Marchó entonces el tren y ella, por supuesto seguía en el otro andén. Comencé a imaginar una conversación ella, cosas que tenemos los que encontramos dificultades en hablar a las personas de carne y hueso, supongo. Seguíamos mirándonos a los ojos y cuando quise abrir la boca en el diálogo imaginario de mi cabeza, me encontré sonriendo a la vez que ella. Me puse tan nervioso que no era capaz articular palabra, con lo que desistí y me dediqué a divagar sobre cómo se llamaría aquella joven. Varié distintos nombres, algunos extranjeros, pero asumí que era española ya que su libro estaba en español.
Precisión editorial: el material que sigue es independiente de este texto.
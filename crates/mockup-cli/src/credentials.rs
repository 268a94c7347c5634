//! Local credential record.
//!
//! The record is a small JSON document `{ "server": ..., "token": ... }`.
//! Saving atomically replaces the whole file with an owner-only copy.
//! Logging out clears the token and keeps the server.

use std::fs;
use std::io;
use std::path::Path;
use std::path::PathBuf;

use serde::Deserialize;
use serde::Serialize;
use tempfile::NamedTempFile;
use tracing::debug;

use crate::error::ClientError;

/// Server used when neither a flag nor a stored record names one.
pub const DEFAULT_SERVER: &str = "http://localhost:8080";

/// Environment variable overriding the credential file location.
pub const CONFIG_ENV: &str = "MOCKUP_CONFIG";

/// Stored server URL and bearer token.
#[derive(Debug, Clone, Default, PartialEq, Eq, Serialize, Deserialize)]
pub struct StoredCredential {
    /// Server the token was issued by.
    #[serde(default)]
    pub server: String,
    /// Bearer token; empty when logged out.
    #[serde(default)]
    pub token: String,
}

impl StoredCredential {
    /// Returns `true` if a non-empty token is stored.
    pub fn is_logged_in(&self) -> bool {
        !self.token.is_empty()
    }

    /// Picks the server: explicit override, then stored, then default.
    pub fn resolve_server(&self, explicit: Option<&str>) -> String {
        explicit
            .filter(|server| !server.is_empty())
            .or_else(|| Some(self.server.as_str()).filter(|server| !server.is_empty()))
            .unwrap_or(DEFAULT_SERVER)
            .trim_end_matches('/')
            .to_string()
    }
}

/// File-backed credential record at an explicit location.
#[derive(Debug, Clone)]
pub struct CredentialStore {
    path: PathBuf,
}

impl CredentialStore {
    /// Creates a store backed by `path`.
    pub fn new(path: impl Into<PathBuf>) -> Self {
        Self { path: path.into() }
    }

    /// Resolves the store location: explicit path, else the per-user
    /// config directory.
    pub fn locate(explicit: Option<&Path>) -> Result<Self, ClientError> {
        if let Some(path) = explicit {
            return Ok(Self::new(path));
        }
        let base = dirs::config_dir().ok_or_else(|| {
            ClientError::Credentials("cannot determine the user config directory".to_string())
        })?;
        Ok(Self::new(base.join("mockup").join("credentials.json")))
    }

    /// Returns the backing file path.
    pub fn path(&self) -> &Path {
        &self.path
    }

    /// Loads the record; a missing file is an empty record.
    pub fn load(&self) -> Result<StoredCredential, ClientError> {
        match fs::read(&self.path) {
            Ok(bytes) => serde_json::from_slice(&bytes).map_err(|e| {
                ClientError::Credentials(format!("cannot parse {}: {e}", self.path.display()))
            }),
            Err(e) if e.kind() == io::ErrorKind::NotFound => Ok(StoredCredential::default()),
            Err(e) => Err(ClientError::Credentials(format!(
                "cannot read {}: {e}",
                self.path.display()
            ))),
        }
    }

    /// Rewrites the whole record.
    pub fn save(&self, credential: &StoredCredential) -> Result<(), ClientError> {
        let write = || -> io::Result<()> {
            if let Some(parent) = self.path.parent() {
                fs::create_dir_all(parent)?;
            }
            let json = serde_json::to_vec_pretty(credential)?;
            write_private(&self.path, &json)
        };
        write().map_err(|e| {
            ClientError::Credentials(format!("cannot write {}: {e}", self.path.display()))
        })?;
        debug!(path = %self.path.display(), "credential record saved");
        Ok(())
    }

    /// Clears the token, keeping the stored server.
    pub fn logout(&self) -> Result<StoredCredential, ClientError> {
        let mut credential = self.load()?;
        credential.token.clear();
        self.save(&credential)?;
        Ok(credential)
    }
}

/// Writes `contents` to a temporary file next to `path`, then renames it
/// over the record so a crash never leaves a truncated record behind.
fn write_private(path: &Path, contents: &[u8]) -> io::Result<()> {
    use std::io::Write;

    let dir = path
        .parent()
        .filter(|parent| !parent.as_os_str().is_empty())
        .unwrap_or_else(|| Path::new("."));
    let mut file = NamedTempFile::new_in(dir)?;
    #[cfg(unix)]
    {
        use std::os::unix::fs::PermissionsExt;
        file.as_file().set_permissions(fs::Permissions::from_mode(0o600))?;
    }
    file.write_all(contents)?;
    file.as_file().sync_all()?;
    file.persist(path)?;
    Ok(())
}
Pensé en “Elena”, “Lucía” y “Rocío”, pero me acabé quedando con “Anna”, con dos enes. No sabría explicar muy bien porqué, pero tenía ganas de correr hacia su lado de la vía y hablar con ella. A todo esto, no habíamos parado de mirarnos. Podían haberme dado las diez y no me hubiese ni enterado.

 

Ella se puso a rebuscar en su mochila, sacó un estuche, pero no pareció encontrar lo que buscaba. Sacó libros, cuadernos, folios y un compás… Por fin lo encontró, un lápiz. Empezó a escribir algo en la hoja en blanco al final del libro y cuando hubo acabado lo giró, pero el tren de su vía se interpuso. La vi correr y pegar el libro a la ventana. Escrito en aquella página ponía “ADIÓS”, un corazón y abajo, subrayado dos veces “Anna”. Apresuré a hacer lo propio, un “ADIÓS” en grande y debajo “Joaquín” subrayado también dos veces. El tren comenzó a moverse y no la perdí de vista, ni ella a mí, hasta que el tren hubo entrado en el túnel oscuro en el que aun a día de hoy desearía que jamás hubiese entrado. Aquél adiós no maquillaba un hasta luego como muchos otros, pero si escondía un ojalá, aquellas cenizas jugarían siempre con el fuego. Este ciego miraría siempre para atrás y protestaría cada peldaño que no tomó para conocer a una tal Anna, que ahora solo vive en su recuerdo, en mi recuerdo.